The discovery of the code was a little distressing for visitors to the affected sites, and internet security and content delivery network (CDN) firm Cloudflare is taking action to clamp down on what it is describing as malware.
See also:
- The Pirate Bay is secretly running a Bitcoin miner in the background, increasing your CPU usage
- SafeBrowse Chrome extension found to be secretly mining for cryptocurrency
Torrent proxy site ProxyBunker.online has contacted TorrentFreak to say that Cloudflare has dropped it as a customer. The reason given for ProxyBunker's suspension is that the site has been using Coinhive code on several of the domains it owns.

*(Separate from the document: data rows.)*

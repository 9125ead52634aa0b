// src/generators/characters.rs
use log::debug;

use crate::models::{CharacterRequest, GeneratedBatch};
use super::random::RandomSource;

pub const LOWERCASE: &str = "abcdefghijklmnopqrstuvwxyz";
pub const NUMBERS: &str = "0123456789";
pub const SYMBOLS: &str = "!@#$%^&*()";

pub const SEGMENT_LENGTH: usize = 5;
pub const SEGMENT_DELIMITER: char = '-';

/// Builds the character set for a request. Lowercase letters are always
/// present, so the result is never empty.
pub fn build_alphabet(include_numbers: bool, include_symbols: bool, include_uppercase: bool) -> Vec<char> {
    let mut alphabet: Vec<char> = LOWERCASE.chars().collect();

    if include_numbers {
        alphabet.extend(NUMBERS.chars());
    }
    if include_symbols {
        alphabet.extend(SYMBOLS.chars());
    }
    if include_uppercase {
        alphabet.extend(LOWERCASE.chars().map(|c| c.to_ascii_uppercase()));
    }

    alphabet
}

fn draw<R: RandomSource + ?Sized>(alphabet: &[char], len: usize, rng: &mut R) -> String {
    (0..len)
        .map(|_| alphabet[rng.next_index(alphabet.len())])
        .collect()
}

/// Five independent draws from `alphabet`.
pub fn compose_segment<R: RandomSource + ?Sized>(alphabet: &[char], rng: &mut R) -> String {
    draw(alphabet, SEGMENT_LENGTH, rng)
}

/// One character-mode password: either `segment_count` hyphen-joined
/// segments or `length` characters.
pub fn compose<R: RandomSource + ?Sized>(
    request: &CharacterRequest,
    alphabet: &[char],
    rng: &mut R,
) -> String {
    if request.use_segments {
        let segments: Vec<String> = (0..request.segment_count)
            .map(|_| compose_segment(alphabet, rng))
            .collect();
        segments.join(&SEGMENT_DELIMITER.to_string())
    } else {
        draw(alphabet, request.length, rng)
    }
}

/// Runs [`compose`] `count` times over a single alphabet.
pub fn compose_batch<R: RandomSource + ?Sized>(request: &CharacterRequest, rng: &mut R) -> GeneratedBatch {
    let alphabet = build_alphabet(
        request.include_numbers,
        request.include_symbols,
        request.include_uppercase,
    );
    debug!(
        "Composing {} character password(s) over {} symbols, segmented {}",
        request.count,
        alphabet.len(),
        request.use_segments
    );

    (0..request.count)
        .map(|_| compose(request, &alphabet, rng))
        .collect()
}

The site tested using the miner for a few days before its domains were suddenly deleted from Cloudflare. After contacting the CDN provider, ProxyBunker was told:
Multiple domains in your account were injecting Coinhive mining code without notifying users and without any option to disabling [sic] the mining. We consider this to be malware, and as such the account was suspended, and all domains removed from Cloudflare.
The notification came in an email from Justin Paine, Head of Trust and Safety at Cloudflare, which ProxyBunker shared with TorrentFreak. The operator of the site disagrees with Cloudflare's decision, saying he did offer a way to disable the miner:
We were running the miner on our proxybunker.online domain using Coinhive's new Javacode Simple Miner UI that lets the user stop the miner at anytime and set the CPU speed it mines at.
Cloudflare said that it will remove the suspension, but each of the cancelled domains will need to be individually re-signed up. Paine added: "If we discover similar activity again the domains and account will be permanently blocked."